**EXERCISE INSTRUCTIONS:**
For the records below, report how many lines include "CString", with no accompanying text.

[DATA PROVIDED]

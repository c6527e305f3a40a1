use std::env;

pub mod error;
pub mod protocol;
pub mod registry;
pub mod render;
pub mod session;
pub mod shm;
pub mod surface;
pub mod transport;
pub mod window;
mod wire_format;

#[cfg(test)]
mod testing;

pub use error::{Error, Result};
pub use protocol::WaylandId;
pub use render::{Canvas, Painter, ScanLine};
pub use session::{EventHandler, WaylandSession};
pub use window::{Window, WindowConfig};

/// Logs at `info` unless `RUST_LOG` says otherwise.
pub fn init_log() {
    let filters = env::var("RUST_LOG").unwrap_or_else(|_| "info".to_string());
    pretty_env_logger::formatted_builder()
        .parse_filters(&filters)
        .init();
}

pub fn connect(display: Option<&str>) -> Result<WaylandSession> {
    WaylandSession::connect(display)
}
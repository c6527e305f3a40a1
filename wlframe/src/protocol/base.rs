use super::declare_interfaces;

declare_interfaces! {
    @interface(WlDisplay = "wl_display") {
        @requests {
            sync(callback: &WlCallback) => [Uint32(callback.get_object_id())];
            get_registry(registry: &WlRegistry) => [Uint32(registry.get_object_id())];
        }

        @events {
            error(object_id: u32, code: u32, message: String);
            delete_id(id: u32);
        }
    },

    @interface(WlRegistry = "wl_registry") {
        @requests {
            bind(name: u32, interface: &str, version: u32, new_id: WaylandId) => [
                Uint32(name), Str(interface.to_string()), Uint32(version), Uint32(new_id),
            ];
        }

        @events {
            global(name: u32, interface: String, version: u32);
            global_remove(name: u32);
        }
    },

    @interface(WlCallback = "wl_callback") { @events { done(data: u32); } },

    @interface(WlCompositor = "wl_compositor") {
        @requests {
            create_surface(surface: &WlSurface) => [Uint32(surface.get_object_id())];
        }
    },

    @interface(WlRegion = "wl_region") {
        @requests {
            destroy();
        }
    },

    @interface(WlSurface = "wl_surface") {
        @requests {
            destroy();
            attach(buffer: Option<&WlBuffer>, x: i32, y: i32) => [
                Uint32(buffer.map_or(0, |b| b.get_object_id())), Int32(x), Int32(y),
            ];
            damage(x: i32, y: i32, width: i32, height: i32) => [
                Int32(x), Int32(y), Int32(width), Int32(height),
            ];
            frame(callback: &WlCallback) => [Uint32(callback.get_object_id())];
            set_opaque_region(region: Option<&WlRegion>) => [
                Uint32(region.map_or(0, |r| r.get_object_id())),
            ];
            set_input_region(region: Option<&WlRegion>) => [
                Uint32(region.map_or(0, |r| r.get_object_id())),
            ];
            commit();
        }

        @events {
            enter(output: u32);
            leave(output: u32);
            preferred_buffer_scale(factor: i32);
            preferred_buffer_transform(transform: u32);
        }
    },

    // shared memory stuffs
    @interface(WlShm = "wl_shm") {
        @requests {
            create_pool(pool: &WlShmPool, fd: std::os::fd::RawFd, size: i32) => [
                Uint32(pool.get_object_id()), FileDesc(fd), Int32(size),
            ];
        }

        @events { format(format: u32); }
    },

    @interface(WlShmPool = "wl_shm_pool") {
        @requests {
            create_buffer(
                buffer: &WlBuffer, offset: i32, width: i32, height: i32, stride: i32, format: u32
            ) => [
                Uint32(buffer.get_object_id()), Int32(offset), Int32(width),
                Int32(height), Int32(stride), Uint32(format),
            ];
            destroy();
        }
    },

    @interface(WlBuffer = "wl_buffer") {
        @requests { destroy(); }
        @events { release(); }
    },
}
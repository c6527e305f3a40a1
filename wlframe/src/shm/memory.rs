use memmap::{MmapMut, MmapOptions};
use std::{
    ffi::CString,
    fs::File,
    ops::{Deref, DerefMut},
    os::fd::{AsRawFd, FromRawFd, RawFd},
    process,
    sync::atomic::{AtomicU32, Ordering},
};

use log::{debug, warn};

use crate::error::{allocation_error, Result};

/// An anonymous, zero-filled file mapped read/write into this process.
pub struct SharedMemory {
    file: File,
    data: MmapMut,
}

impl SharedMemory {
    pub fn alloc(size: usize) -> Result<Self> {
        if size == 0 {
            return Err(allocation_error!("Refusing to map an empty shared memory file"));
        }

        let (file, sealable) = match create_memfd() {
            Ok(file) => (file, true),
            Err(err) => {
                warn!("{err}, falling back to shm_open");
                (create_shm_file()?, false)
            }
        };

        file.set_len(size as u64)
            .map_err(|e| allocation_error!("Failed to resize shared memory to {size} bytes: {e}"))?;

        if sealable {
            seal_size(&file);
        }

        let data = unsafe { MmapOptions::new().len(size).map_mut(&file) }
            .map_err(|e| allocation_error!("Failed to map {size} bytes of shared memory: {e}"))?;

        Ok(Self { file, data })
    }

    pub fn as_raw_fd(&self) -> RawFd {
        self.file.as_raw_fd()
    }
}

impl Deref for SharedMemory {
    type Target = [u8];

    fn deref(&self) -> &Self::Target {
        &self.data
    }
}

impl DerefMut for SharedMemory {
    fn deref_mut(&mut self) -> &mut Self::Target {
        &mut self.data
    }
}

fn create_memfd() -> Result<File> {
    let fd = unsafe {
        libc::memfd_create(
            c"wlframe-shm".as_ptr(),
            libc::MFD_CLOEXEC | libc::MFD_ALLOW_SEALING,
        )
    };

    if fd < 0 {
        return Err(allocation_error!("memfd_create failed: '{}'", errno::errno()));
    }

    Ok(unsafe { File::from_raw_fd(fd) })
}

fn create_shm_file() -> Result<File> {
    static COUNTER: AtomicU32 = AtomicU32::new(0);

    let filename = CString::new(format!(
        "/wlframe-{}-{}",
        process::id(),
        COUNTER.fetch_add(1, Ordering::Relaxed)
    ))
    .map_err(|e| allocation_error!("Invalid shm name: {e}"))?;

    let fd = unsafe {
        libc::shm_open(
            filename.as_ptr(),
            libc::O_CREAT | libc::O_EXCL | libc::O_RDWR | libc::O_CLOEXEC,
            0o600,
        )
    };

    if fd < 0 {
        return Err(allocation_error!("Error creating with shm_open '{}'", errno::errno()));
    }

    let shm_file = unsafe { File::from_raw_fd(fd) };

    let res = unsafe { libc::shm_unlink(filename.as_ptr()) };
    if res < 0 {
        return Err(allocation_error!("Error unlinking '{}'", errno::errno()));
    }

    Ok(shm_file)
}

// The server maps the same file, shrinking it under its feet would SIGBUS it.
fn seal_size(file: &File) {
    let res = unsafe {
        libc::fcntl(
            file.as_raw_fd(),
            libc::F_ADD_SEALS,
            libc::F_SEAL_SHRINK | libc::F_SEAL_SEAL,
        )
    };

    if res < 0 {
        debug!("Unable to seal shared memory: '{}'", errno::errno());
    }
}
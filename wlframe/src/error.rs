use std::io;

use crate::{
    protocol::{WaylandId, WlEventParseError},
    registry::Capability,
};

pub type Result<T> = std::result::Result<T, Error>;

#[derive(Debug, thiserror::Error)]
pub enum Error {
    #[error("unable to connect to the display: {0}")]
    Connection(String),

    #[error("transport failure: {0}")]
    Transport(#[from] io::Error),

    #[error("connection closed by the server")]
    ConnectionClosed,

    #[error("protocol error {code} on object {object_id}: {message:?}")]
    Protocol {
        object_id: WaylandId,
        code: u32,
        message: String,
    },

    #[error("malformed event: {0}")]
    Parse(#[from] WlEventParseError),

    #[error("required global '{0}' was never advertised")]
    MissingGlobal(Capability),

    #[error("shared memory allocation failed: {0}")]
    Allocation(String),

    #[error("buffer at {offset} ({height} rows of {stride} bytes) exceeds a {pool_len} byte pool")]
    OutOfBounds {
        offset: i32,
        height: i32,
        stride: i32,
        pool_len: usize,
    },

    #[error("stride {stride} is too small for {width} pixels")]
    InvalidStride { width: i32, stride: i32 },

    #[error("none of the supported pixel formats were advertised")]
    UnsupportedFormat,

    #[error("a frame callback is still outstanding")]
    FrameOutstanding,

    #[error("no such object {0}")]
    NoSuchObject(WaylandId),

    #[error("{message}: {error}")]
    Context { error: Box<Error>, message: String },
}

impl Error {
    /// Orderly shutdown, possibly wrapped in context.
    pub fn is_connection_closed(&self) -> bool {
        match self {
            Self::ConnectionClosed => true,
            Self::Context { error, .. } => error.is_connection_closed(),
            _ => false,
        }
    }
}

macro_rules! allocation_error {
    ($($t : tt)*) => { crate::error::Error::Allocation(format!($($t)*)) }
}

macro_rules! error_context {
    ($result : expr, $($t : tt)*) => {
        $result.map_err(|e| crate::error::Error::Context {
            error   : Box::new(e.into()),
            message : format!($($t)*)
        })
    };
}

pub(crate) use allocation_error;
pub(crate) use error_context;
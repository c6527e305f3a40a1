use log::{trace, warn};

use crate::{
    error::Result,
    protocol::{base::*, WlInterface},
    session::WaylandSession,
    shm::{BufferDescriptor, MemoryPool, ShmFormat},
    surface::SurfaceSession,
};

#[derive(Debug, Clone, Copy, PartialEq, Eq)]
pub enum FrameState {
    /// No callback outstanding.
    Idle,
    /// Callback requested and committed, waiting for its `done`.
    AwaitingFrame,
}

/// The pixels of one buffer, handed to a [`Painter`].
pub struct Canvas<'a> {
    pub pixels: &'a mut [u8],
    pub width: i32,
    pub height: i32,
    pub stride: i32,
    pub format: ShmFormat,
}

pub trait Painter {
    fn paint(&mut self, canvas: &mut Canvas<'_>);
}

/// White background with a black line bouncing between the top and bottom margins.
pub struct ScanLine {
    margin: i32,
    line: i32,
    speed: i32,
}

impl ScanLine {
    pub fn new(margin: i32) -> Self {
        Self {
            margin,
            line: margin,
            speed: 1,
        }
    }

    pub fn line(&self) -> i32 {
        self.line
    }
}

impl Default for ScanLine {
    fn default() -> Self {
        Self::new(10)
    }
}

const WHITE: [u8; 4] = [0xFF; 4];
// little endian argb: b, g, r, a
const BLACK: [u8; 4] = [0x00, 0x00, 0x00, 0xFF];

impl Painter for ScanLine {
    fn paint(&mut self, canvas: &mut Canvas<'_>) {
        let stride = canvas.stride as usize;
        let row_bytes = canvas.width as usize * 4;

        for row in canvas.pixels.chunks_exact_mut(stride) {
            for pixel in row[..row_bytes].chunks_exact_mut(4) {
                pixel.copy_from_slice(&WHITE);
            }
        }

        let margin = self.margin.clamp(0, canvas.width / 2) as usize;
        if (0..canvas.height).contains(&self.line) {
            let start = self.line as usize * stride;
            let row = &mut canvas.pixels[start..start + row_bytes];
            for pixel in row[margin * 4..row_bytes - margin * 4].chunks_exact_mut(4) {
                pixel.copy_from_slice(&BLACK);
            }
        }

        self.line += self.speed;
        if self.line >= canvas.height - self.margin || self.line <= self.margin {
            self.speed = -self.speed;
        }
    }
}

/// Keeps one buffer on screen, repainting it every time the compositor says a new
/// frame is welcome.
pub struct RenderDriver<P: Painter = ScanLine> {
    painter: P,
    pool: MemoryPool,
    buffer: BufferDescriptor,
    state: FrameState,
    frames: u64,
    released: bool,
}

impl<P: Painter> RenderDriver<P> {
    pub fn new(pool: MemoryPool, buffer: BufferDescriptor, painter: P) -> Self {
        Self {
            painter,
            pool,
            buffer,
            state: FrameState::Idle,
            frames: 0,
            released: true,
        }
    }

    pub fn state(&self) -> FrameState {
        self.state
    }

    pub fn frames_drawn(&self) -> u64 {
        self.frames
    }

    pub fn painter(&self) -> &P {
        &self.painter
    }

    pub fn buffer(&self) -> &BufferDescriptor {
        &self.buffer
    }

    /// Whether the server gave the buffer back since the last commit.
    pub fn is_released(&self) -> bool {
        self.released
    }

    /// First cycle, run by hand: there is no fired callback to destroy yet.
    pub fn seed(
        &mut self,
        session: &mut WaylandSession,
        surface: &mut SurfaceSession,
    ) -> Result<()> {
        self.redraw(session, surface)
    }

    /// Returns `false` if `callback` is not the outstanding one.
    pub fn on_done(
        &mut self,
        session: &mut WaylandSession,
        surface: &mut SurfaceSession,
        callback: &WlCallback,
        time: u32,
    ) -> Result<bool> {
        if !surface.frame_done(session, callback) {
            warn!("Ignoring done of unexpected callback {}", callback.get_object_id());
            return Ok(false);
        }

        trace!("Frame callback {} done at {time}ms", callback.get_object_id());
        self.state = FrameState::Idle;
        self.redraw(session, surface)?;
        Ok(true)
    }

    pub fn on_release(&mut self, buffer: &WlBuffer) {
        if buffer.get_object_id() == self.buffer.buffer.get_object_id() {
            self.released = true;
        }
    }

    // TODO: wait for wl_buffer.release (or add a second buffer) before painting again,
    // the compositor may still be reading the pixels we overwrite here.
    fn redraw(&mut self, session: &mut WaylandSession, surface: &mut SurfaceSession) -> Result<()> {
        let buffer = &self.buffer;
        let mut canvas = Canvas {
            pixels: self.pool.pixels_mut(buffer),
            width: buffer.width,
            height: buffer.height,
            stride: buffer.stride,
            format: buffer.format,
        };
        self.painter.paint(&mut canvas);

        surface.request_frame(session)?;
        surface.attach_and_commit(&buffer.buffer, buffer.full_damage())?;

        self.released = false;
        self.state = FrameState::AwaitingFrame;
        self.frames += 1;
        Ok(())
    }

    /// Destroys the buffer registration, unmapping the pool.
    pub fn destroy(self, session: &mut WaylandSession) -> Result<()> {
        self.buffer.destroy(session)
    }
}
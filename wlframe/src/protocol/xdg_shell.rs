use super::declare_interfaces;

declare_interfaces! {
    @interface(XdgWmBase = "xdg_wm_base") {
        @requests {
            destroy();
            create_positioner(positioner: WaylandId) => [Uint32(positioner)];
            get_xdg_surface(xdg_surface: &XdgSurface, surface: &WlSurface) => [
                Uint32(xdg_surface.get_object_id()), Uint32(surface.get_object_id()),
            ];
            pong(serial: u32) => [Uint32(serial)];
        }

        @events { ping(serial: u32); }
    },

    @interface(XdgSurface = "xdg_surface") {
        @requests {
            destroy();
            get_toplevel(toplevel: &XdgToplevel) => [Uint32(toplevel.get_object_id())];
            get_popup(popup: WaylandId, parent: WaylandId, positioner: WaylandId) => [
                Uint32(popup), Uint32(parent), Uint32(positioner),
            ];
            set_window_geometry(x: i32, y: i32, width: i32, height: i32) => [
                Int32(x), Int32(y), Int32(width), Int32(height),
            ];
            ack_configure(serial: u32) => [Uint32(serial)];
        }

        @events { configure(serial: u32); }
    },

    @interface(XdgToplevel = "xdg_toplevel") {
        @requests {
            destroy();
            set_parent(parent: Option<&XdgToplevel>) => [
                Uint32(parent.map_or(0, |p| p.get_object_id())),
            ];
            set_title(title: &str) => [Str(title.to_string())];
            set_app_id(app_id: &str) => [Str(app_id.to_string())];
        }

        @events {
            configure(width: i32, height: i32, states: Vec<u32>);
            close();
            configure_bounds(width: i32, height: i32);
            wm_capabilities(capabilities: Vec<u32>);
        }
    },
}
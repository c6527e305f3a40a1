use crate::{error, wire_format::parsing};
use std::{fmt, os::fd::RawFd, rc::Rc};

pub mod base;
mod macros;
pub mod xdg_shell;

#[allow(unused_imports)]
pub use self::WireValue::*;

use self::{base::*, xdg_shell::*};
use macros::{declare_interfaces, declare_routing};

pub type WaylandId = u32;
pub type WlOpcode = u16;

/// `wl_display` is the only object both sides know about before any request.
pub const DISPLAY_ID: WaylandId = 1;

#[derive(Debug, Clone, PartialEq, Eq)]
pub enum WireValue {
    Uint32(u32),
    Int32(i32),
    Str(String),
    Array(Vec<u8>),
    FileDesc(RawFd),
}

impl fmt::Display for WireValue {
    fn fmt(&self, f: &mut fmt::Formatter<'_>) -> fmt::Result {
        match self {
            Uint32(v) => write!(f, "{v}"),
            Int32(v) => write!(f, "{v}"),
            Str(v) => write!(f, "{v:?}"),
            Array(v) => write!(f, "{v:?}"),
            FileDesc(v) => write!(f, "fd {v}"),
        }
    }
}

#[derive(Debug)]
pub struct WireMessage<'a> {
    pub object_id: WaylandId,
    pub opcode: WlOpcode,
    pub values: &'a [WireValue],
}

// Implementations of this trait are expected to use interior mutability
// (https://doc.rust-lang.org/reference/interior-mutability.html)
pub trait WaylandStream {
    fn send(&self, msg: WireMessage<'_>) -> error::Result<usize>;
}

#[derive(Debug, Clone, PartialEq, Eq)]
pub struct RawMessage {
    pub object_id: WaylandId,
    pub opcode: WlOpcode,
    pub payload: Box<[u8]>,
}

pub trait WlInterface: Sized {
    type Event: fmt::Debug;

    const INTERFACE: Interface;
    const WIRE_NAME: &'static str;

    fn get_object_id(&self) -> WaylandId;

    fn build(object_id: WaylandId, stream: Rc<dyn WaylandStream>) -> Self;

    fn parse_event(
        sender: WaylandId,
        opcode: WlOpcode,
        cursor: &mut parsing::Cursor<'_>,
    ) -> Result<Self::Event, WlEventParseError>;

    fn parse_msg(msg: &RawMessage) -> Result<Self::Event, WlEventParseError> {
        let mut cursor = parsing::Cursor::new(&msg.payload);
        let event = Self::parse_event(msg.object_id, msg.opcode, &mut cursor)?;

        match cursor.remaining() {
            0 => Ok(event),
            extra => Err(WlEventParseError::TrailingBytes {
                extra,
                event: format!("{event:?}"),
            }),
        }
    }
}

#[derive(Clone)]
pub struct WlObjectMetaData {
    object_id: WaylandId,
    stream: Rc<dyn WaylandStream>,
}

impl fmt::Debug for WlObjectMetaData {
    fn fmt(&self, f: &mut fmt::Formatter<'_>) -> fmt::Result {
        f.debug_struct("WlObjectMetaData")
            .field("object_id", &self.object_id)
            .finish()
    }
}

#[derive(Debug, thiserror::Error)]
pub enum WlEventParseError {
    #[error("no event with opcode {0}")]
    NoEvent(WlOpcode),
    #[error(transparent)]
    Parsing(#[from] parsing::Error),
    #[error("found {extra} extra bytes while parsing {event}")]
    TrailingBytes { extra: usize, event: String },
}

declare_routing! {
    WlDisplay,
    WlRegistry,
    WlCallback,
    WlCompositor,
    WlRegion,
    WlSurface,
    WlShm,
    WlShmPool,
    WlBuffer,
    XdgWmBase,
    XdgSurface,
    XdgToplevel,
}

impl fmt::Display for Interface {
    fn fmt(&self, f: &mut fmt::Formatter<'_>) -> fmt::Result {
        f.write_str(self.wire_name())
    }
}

[/DATA PROVIDED]

**WORKED SOLUTION:**
2